DATASET RECORDS:
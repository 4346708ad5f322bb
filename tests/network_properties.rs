use brandgraph::{BrandCatalog, ErrorKind, SocialNetwork, User};

fn network(brands: &[&str], users: &[&str]) -> SocialNetwork {
    let catalog = BrandCatalog::with_brands(brands.iter().copied()).unwrap();
    let mut net = SocialNetwork::new(catalog);
    for name in users {
        net.create_user(name).unwrap();
    }
    net
}

fn friends(net: &SocialNetwork, name: &str) -> Vec<String> {
    net.user(name)
        .unwrap()
        .friends()
        .map(str::to_string)
        .collect()
}

fn is_sorted(names: &[String]) -> bool {
    names.windows(2).all(|w| w[0] < w[1])
}

#[test]
fn add_friend_links_both_sides_in_order() {
    let mut net = network(&["b0"], &["mo", "amy", "zed", "bob"]);
    for other in ["zed", "amy", "bob"] {
        net.add_friend("mo", other).unwrap();
    }

    let mo = friends(&net, "mo");
    assert_eq!(mo, vec!["amy", "bob", "zed"]);
    assert!(is_sorted(&mo));
    for other in ["zed", "amy", "bob"] {
        assert!(net.user(other).unwrap().is_friend("mo"));
    }
}

#[test]
fn second_add_friend_fails_and_changes_nothing() {
    let mut net = network(&["b0"], &["amy", "bob"]);
    net.add_friend("amy", "bob").unwrap();
    let err = net.add_friend("amy", "bob").unwrap_err();
    assert_eq!(err.kind(), ErrorKind::AlreadyExists);
    assert_eq!(friends(&net, "amy"), vec!["bob"]);
    assert_eq!(friends(&net, "bob"), vec!["amy"]);
}

#[test]
fn degrees_of_connection_cases() {
    let mut net = network(&["b0"], &["a", "b", "c", "d"]);
    net.add_friend("a", "b").unwrap();
    net.add_friend("b", "c").unwrap();

    assert_eq!(net.degrees_of_connection("a", "a").unwrap(), Some(0));
    assert_eq!(net.degrees_of_connection("a", "c").unwrap(), Some(2));
    assert_eq!(net.degrees_of_connection("a", "d").unwrap(), None);
}

#[test]
fn mutual_friends_match_set_intersection() {
    let mut net = network(&["b0"], &["a", "b", "c", "d", "e", "f"]);
    for (x, y) in [("a", "c"), ("a", "d"), ("a", "e"), ("b", "d"), ("b", "e"), ("b", "f")] {
        net.add_friend(x, y).unwrap();
    }
    let a = friends(&net, "a");
    let b = friends(&net, "b");
    let expected = a.iter().filter(|n| b.contains(n)).count();

    assert_eq!(net.mutual_friends("a", "b").unwrap(), expected);
    assert_eq!(net.mutual_friends("b", "a").unwrap(), expected);
    assert_eq!(expected, 2);
}

#[test]
fn deleting_a_user_scrubs_every_edge() {
    let mut net = network(&["b0", "b1"], &["a", "b", "c"]);
    net.add_friend("a", "b").unwrap();
    net.add_friend("b", "c").unwrap();
    net.follow_brand("b", "b1").unwrap();

    net.delete_user("b").unwrap();

    assert!(net.user("b").is_none());
    assert!(friends(&net, "a").is_empty());
    assert!(friends(&net, "c").is_empty());
    assert_eq!(
        net.degrees_of_connection("a", "b").unwrap_err().kind(),
        ErrorKind::NotFound
    );
    assert_eq!(net.degrees_of_connection("a", "c").unwrap(), None);

    // The name is free again and starts with a clean slate.
    net.create_user("b").unwrap();
    assert_eq!(net.user_view("b").unwrap().brands, Vec::<String>::new());
}

#[test]
fn connect_similar_brands_is_symmetric() {
    let mut net = network(&["X", "Y", "Z"], &[]);
    net.connect_similar_brands("X", "Y").unwrap();

    let catalog = net.catalog();
    let (x, y) = (catalog.index_of("X").unwrap(), catalog.index_of("Y").unwrap());
    assert!(catalog.is_similar(x, y));
    assert!(catalog.is_similar(y, x));

    let err = net.connect_similar_brands("X", "nope").unwrap_err();
    assert_eq!(err.kind(), ErrorKind::InvalidArgument);
    let z = net.catalog().index_of("Z").unwrap();
    assert!(!net.catalog().is_similar(x, z));
    assert_eq!(net.brand_view("X").unwrap().similar, vec!["Y"]);
}

#[test]
fn friend_suggestion_tie_picks_greatest_name() {
    let mut net = network(&["b0", "b1"], &["me", "Zed", "Amy"]);
    for user in ["me", "Zed", "Amy"] {
        net.follow_brand(user, "b1").unwrap();
    }
    let pick = net.suggested_friend("me").unwrap().map(User::name);
    assert_eq!(pick, Some("Zed"));
}

#[test]
fn add_suggested_friends_stops_when_candidates_run_out() {
    let mut net = network(&["b0"], &["me", "a", "b"]);
    assert_eq!(net.add_suggested_friends("me", 5).unwrap(), 2);
    assert_eq!(friends(&net, "me"), vec!["a", "b"]);
    assert!(net.suggested_friend("me").unwrap().is_none());
}

#[test]
fn follow_suggested_brands_never_repeats_and_is_bounded() {
    let mut net = network(&["alpha", "beta", "gamma", "delta", "omega"], &["me"]);
    net.connect_similar_brands("alpha", "delta").unwrap();
    net.follow_brand("me", "alpha").unwrap();
    net.follow_brand("me", "omega").unwrap();

    let before: Vec<String> = net.user_view("me").unwrap().brands;
    let followed = net.follow_suggested_brands("me", 2).unwrap();
    assert_eq!(followed, 2);

    let after = net.user_view("me").unwrap().brands;
    assert_eq!(after.len(), before.len() + followed);
    assert!(is_sorted(&after));
    // delta is similar to alpha, then gamma wins the zero-similarity tie over beta
    assert!(after.contains(&"delta".to_string()));
    assert!(after.contains(&"gamma".to_string()));

    // Only beta is left
    assert_eq!(net.follow_suggested_brands("me", 4).unwrap(), 1);
    assert_eq!(net.follow_suggested_brands("me", 4).unwrap(), 0);
}

#[test]
fn rejected_operations_report_their_kind() {
    let mut net = network(&["b0"], &["amy"]);
    assert_eq!(net.create_user("amy").unwrap_err().kind(), ErrorKind::AlreadyExists);
    assert_eq!(net.delete_user("ghost").unwrap_err().kind(), ErrorKind::NotFound);
    assert_eq!(net.remove_friend("amy", "ghost").unwrap_err().kind(), ErrorKind::NotFound);
    assert_eq!(net.follow_brand("amy", "nope").unwrap_err().kind(), ErrorKind::InvalidArgument);
    assert_eq!(net.unfollow_brand("amy", "b0").unwrap_err().kind(), ErrorKind::NotFound);
    assert_eq!(
        net.unfollow_brand("amy", "nope").unwrap_err().kind(),
        ErrorKind::InvalidArgument
    );
    assert_eq!(
        net.follow_suggested_brands("amy", 0).unwrap_err().kind(),
        ErrorKind::InvalidArgument
    );
    assert_eq!(net.mutual_friends("amy", "ghost").unwrap_err().kind(), ErrorKind::NotFound);
}

#[test]
fn connection_path_follows_friendships() {
    let mut net = network(&["b0"], &["a", "b", "c", "d"]);
    net.add_friend("a", "b").unwrap();
    net.add_friend("b", "c").unwrap();
    net.add_friend("c", "d").unwrap();

    let path = net.connection_path("a", "d").unwrap().unwrap();
    assert_eq!(path, vec!["a", "b", "c", "d"]);
    assert_eq!(path.len() - 1, net.degrees_of_connection("a", "d").unwrap().unwrap());
}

YOUR GOAL: Provide the count of lines holding the word "before" in these entries, and no other words.

ANSWER BOX: 2